(Saved data entries)
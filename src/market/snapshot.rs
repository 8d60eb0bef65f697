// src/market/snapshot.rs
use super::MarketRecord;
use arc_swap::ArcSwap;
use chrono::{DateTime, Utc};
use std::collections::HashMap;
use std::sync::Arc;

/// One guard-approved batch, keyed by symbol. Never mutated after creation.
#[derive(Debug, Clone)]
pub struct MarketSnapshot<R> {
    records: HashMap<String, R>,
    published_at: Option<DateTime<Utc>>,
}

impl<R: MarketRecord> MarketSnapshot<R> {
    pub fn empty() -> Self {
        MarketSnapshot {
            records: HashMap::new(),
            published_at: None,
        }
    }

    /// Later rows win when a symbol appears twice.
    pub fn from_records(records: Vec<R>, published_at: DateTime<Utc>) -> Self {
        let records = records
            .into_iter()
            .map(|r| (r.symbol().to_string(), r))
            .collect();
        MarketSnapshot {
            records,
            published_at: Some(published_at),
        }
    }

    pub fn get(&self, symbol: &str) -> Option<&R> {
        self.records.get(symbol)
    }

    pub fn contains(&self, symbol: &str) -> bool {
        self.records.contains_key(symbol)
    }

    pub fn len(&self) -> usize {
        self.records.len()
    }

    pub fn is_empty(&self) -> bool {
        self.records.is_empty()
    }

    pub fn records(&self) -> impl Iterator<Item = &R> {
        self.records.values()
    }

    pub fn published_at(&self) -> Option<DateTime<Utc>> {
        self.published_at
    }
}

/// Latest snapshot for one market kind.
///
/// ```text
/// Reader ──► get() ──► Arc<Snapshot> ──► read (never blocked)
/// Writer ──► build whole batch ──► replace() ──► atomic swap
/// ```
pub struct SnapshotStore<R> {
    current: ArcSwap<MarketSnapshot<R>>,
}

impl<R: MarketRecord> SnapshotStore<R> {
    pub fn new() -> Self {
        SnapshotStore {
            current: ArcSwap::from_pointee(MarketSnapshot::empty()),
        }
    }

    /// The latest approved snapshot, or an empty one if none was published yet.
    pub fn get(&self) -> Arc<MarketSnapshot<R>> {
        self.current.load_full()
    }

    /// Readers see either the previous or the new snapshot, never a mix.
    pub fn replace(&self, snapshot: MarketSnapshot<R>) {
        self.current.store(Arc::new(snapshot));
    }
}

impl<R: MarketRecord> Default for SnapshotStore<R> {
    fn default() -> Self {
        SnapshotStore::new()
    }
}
--
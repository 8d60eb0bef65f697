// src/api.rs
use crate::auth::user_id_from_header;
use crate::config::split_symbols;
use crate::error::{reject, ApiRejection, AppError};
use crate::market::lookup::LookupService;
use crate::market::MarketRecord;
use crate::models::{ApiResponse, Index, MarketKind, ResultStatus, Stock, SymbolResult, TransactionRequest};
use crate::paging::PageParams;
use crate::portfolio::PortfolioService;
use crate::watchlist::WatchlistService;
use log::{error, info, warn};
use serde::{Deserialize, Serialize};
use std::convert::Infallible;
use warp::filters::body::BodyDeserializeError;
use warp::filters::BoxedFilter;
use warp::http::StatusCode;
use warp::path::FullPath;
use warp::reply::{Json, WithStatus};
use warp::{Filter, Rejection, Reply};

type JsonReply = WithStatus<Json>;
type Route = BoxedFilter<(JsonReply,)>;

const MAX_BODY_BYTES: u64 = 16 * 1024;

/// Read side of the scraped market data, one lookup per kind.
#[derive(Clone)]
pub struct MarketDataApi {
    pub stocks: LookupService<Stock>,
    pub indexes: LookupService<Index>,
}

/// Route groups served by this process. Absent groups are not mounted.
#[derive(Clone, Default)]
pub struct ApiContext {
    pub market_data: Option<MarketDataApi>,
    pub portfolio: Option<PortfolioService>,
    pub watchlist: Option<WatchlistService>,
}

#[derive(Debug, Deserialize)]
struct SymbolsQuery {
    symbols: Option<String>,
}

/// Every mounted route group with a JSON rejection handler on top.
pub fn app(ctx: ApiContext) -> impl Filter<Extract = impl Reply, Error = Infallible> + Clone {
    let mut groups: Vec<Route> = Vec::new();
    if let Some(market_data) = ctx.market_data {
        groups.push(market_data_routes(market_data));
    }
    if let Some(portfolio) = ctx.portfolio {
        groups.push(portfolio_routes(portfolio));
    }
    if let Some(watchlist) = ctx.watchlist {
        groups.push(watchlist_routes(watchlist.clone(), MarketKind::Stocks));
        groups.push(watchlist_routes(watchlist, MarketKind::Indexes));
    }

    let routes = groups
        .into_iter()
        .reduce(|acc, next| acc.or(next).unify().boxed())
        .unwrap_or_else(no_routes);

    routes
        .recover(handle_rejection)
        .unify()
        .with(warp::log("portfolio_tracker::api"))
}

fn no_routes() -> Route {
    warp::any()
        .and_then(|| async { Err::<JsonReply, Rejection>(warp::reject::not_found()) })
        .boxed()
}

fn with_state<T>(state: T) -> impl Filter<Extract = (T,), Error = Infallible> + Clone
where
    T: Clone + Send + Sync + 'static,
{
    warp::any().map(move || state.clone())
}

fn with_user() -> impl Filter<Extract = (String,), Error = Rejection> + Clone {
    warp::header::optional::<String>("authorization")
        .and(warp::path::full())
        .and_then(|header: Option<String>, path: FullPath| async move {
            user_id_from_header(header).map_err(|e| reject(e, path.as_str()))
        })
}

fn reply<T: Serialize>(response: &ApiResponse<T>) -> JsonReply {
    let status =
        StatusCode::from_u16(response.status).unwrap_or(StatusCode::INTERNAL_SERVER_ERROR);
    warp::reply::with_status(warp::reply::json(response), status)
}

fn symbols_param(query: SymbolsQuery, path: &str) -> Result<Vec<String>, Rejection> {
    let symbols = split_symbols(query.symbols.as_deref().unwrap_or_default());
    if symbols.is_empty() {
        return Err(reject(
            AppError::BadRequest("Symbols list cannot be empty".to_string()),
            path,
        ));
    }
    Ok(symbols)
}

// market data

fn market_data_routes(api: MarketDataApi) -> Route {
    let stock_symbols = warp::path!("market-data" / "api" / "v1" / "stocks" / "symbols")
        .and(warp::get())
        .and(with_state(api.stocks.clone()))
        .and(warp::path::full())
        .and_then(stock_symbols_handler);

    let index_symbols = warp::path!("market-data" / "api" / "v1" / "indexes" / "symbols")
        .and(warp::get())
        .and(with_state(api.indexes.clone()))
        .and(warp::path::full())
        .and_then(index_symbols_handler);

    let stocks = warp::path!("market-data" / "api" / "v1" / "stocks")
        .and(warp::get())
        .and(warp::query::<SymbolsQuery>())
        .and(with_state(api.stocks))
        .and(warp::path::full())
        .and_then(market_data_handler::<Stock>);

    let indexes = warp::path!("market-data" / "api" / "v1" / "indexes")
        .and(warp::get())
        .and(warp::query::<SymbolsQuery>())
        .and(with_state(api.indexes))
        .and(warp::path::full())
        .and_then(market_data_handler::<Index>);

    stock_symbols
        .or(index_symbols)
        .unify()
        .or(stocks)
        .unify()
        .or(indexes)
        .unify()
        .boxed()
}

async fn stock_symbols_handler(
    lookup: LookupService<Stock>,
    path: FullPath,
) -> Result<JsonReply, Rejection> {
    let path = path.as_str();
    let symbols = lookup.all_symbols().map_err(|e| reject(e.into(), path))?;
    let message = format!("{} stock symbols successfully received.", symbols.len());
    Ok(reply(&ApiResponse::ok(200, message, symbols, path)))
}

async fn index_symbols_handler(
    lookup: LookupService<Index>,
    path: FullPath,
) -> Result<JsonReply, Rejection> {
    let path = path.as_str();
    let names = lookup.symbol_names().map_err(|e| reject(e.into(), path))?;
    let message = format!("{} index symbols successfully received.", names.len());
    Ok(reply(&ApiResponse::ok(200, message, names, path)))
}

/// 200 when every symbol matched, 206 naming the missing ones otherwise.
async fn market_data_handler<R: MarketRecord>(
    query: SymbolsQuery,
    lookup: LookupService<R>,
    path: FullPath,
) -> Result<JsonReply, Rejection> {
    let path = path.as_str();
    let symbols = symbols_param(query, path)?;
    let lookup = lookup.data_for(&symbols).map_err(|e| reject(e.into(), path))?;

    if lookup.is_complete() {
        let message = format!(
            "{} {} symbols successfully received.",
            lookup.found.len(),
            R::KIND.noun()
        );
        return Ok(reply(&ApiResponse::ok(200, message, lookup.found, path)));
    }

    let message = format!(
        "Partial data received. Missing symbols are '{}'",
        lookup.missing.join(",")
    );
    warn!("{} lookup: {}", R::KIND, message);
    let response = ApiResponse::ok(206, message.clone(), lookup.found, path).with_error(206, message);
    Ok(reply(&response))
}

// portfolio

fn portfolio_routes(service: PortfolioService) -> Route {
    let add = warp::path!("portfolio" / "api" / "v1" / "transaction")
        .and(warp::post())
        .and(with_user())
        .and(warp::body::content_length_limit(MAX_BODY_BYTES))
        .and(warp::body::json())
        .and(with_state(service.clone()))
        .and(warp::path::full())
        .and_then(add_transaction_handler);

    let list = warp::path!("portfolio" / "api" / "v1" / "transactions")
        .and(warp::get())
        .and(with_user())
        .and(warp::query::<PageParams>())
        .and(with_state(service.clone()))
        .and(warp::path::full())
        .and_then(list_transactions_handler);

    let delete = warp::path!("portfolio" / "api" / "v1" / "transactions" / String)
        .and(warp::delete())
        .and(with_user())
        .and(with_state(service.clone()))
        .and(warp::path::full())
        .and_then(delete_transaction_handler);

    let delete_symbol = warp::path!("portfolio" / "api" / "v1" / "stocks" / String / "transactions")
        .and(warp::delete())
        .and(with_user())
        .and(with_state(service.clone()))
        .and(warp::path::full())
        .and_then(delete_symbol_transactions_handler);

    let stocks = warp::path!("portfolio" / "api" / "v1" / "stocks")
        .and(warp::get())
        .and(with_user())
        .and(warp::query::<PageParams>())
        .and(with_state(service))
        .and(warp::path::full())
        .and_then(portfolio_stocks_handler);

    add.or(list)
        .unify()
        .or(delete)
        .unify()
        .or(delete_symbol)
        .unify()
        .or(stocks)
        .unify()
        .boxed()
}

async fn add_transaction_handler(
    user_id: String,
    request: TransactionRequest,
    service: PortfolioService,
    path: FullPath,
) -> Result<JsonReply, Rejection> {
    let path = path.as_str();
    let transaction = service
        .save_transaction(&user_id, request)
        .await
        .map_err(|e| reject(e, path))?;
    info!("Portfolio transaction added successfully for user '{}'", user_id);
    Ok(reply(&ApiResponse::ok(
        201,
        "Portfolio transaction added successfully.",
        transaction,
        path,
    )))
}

• [Work to be completed]: Look through the entries above and work out how many lines contain the string "MarketRecord". Give that number alone.

• [Solution to this problem]: 6